968 Binary Tree Cameras 监控二叉树
Description:
You are given the root of a binary tree. We install cameras on the tree nodes where each camera at a node can monitor its parent, itself, and its immediate children.

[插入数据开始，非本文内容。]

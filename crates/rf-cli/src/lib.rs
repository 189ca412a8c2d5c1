pub mod audit;
pub mod cmd_check;
pub mod cmd_fire;
pub mod cmd_lint;
pub mod session;
pub mod tracing_init;
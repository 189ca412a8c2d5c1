//! Domain-aware logging macros.
//!
//! Each macro injects a `domain` field automatically so callers never need to
//! remember the string literal. Domains used across the workspace:
//! `eval` (conditions), `exec` (actions), `conf` (rule loading), `sys`.
//!
//! # Usage
//!
//! ```ignore
//! rf_debug!(eval, rule = rule.name(), "rule skipped by listener");
//! rf_warn!(eval, rule = name, fact = %missing, "missing fact, rule evaluated to false");
//! ```
//!
//! The domain identifier is **not** a string; it is a bare identifier that the
//! macro converts to a `&str` literal. The macros are exported so the other
//! RuleFire crates log with the same field layout.

/// Internal helper. Do not call directly; use `rf_error!` … `rf_trace!`.
#[doc(hidden)]
#[macro_export]
macro_rules! rf_log {
    ($level:ident, $domain:ident, $($field:tt)*) => {
        $crate::__tracing::$level!(domain = stringify!($domain), $($field)*)
    };
}

/// Log at ERROR level with an automatic `domain` field.
#[macro_export]
macro_rules! rf_error {
    ($domain:ident, $($rest:tt)*) => {
        $crate::rf_log!(error, $domain, $($rest)*)
    };
}

/// Log at WARN level with an automatic `domain` field.
#[macro_export]
macro_rules! rf_warn {
    ($domain:ident, $($rest:tt)*) => {
        $crate::rf_log!(warn, $domain, $($rest)*)
    };
}

/// Log at INFO level with an automatic `domain` field.
#[macro_export]
macro_rules! rf_info {
    ($domain:ident, $($rest:tt)*) => {
        $crate::rf_log!(info, $domain, $($rest)*)
    };
}

/// Log at DEBUG level with an automatic `domain` field.
#[macro_export]
macro_rules! rf_debug {
    ($domain:ident, $($rest:tt)*) => {
        $crate::rf_log!(debug, $domain, $($rest)*)
    };
}

/// Log at TRACE level with an automatic `domain` field.
#[macro_export]
macro_rules! rf_trace {
    ($domain:ident, $($rest:tt)*) => {
        $crate::rf_log!(trace, $domain, $($rest)*)
    };
}
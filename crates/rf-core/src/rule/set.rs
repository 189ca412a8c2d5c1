use crate::error::CoreResult;

use super::{IntoRule, Rule, RuleRef};

/// A namespace of rules kept in ascending [`Rule::compare`] order.
///
/// The comparison is also the identity: registering a rule that compares
/// equal to a member (same priority and name under the natural order) keeps
/// the member and drops the newcomer.
#[derive(Debug, Clone, Default)]
pub struct Rules {
    rules: Vec<RuleRef>,
}

impl Rules {
    pub fn new() -> Self {
        Self::default()
    }

    /// Build a set from anything convertible into rules, stopping at the
    /// first definition error.
    pub fn from_rules<I>(rules: I) -> CoreResult<Self>
    where
        I: IntoIterator,
        I::Item: IntoRule,
    {
        let mut set = Self::new();
        for rule in rules {
            set.register(rule)?;
        }
        Ok(set)
    }

    /// Adapt and insert `rule`. Returns `false` when an equal entry was
    /// already present.
    pub fn register(&mut self, rule: impl IntoRule) -> CoreResult<bool> {
        let rule = rule.into_rule()?;
        match self.position(rule.as_ref()) {
            Ok(_) => {
                rf_debug!(
                    conf,
                    rule = rule.name(),
                    priority = rule.priority(),
                    "rule already registered, keeping the existing entry"
                );
                Ok(false)
            }
            Err(idx) => {
                self.rules.insert(idx, rule);
                Ok(true)
            }
        }
    }

    /// Remove the member comparing equal to `rule`.
    pub fn unregister(&mut self, rule: impl IntoRule) -> CoreResult<Option<RuleRef>> {
        let rule = rule.into_rule()?;
        Ok(self
            .position(rule.as_ref())
            .ok()
            .map(|idx| self.rules.remove(idx)))
    }

    /// Remove the first rule, in set order, whose name matches `name`
    /// ignoring ASCII case.
    ///
    /// Note the asymmetry: ordering and identity compare names
    /// case-sensitively, so two rules differing only in case can both be
    /// members, and only the first is removed here.
    pub fn unregister_by_name(&mut self, name: &str) -> Option<RuleRef> {
        let idx = self
            .rules
            .iter()
            .position(|r| r.name().eq_ignore_ascii_case(name))?;
        Some(self.rules.remove(idx))
    }

    /// First rule, in set order, whose name matches `name` ignoring ASCII case.
    pub fn find_by_name(&self, name: &str) -> Option<&RuleRef> {
        self.rules
            .iter()
            .find(|r| r.name().eq_ignore_ascii_case(name))
    }

    pub fn contains(&self, rule: &dyn Rule) -> bool {
        self.position(rule).is_ok()
    }

    pub fn len(&self) -> usize {
        self.rules.len()
    }

    pub fn is_empty(&self) -> bool {
        self.rules.is_empty()
    }

    pub fn clear(&mut self) {
        self.rules.clear();
    }

    pub fn iter(&self) -> std::slice::Iter<'_, RuleRef> {
        self.rules.iter()
    }

    /// Search with the comparator of `rule`, so a rule carrying its own
    /// ordering is placed by that ordering.
    fn position(&self, rule: &dyn Rule) -> Result<usize, usize> {
        self.rules
            .binary_search_by(|member| rule.compare(member.as_ref()).reverse())
    }
}

impl<'a> IntoIterator for &'a Rules {
    type Item = &'a RuleRef;
    type IntoIter = std::slice::Iter<'a, RuleRef>;

    fn into_iter(self) -> Self::IntoIter {
        self.rules.iter()
    }
}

Return the minimum number of cameras needed to monitor all nodes of the tree.
Example:
Example 1:
Input: root = [0,0,null,0,0]
Output: 1
Explanation: One camera is enough to monitor all nodes if placed as shown.
Example 2:
Input: root = [0,0,null,0,null,0,null,null,0]
Output: 2
Explanation: At least two cameras are needed to monitor all nodes of the tree. The above image shows one of the valid configurations of camera placement.
Constraints:
The number of nodes in the tree is in the range [1, 1000].
Node.val == 0
题目描述:
给定一个二叉树,我们在树的节点上安装摄像头。
节点上的每个摄影头都可以监视其父对象、自身及其直接子对象。
计算监控树的所有节点所需的最小摄像头数量。
示例 :
示例 1:
输入:[0,0,null,0,0]
输出:1
解释:如图所示,一台摄像头足以监控所有节点。
示例 2:
输入:[0,0,null,0,null,0,null,null,0]
输出:2
解释:需要至少两个摄像头来监视树的所有节点。 上图显示了摄像头放置的有效位置之一。
提示:
给定树的节点数的范围是 [1, 1000]。
每个节点的值都是 0。
思路:
后序遍历
每一个结点有 3 种状态:
0 表示该结点安装了监视器
1 表示该结点可被监视器观察到且没有安装监视器
2 表示该结点没被监视器观察到
空结点则认为该结点状态为 1, 也没办法装监视器
如果左结点或者右结点有没被观测到的结点, 需要在根结点装一个监视器, 并将根结点的值返回为 0
如果左结点或者右结点已经有监视器, 直接返回 1, 表示根结点能被监测到而且不用装监视器
安装完毕之后, 整棵树的根结点有可能没被检测到, 需要单独装一个监视器
时间复杂度为 O(2 ^ n), 空间复杂度为 O(2 ^ n)
代码:
C++:
/**
* Definition for a binary tree node.
* struct TreeNode {
* int val;
* TreeNode *left;
* TreeNode *right;
* TreeNode() : val(0), left(nullptr), right(nullptr) {}
* TreeNode(int x) : val(x), left(nullptr), right(nullptr) {}
* TreeNode(int x, TreeNode *left, TreeNode *right) : val(x), left(left), right(right) {}
* };
*/
class Solution
{
private:
int result;
int dfs(TreeNode* root)
{
if (!root) return 1;
int left = dfs(root -> left), right = dfs(root -> right);
if (left == 2 or right == 2)
{
++result;
return 0;
}
else if (!left or !right) return 1;
return 2;
}
public:
int minCameraCover(TreeNode* root)
{
result = 0;
if (dfs(root) == 2) ++result;
return result;
}
};
Java:
class Solution {
private int result = 0;
public int minCameraCover(TreeNode root) {
result = 0;
if (dfs(root) == 2) ++result;
return result;
}
private int dfs(TreeNode root) {
if (root == null) return 1;
int left = dfs(root.left), right = dfs(root.right);
if (left == 2 || right == 2) {
++result;
return 0;
} else if (left == 0 || right == 0) return 1;
return 2;
}
}
Python:
# Definition for a binary tree node.
# class TreeNode:
# def __init__(self, x):
# self.val = x
# self.left = None
# self.right = None
class Solution:
def minCameraCover(self, root: TreeNode) -> int:
self.result = 0
def dfs(root: TreeNode) -> int:
if not root:
return 1
left, right = dfs(root.left), dfs(root.right)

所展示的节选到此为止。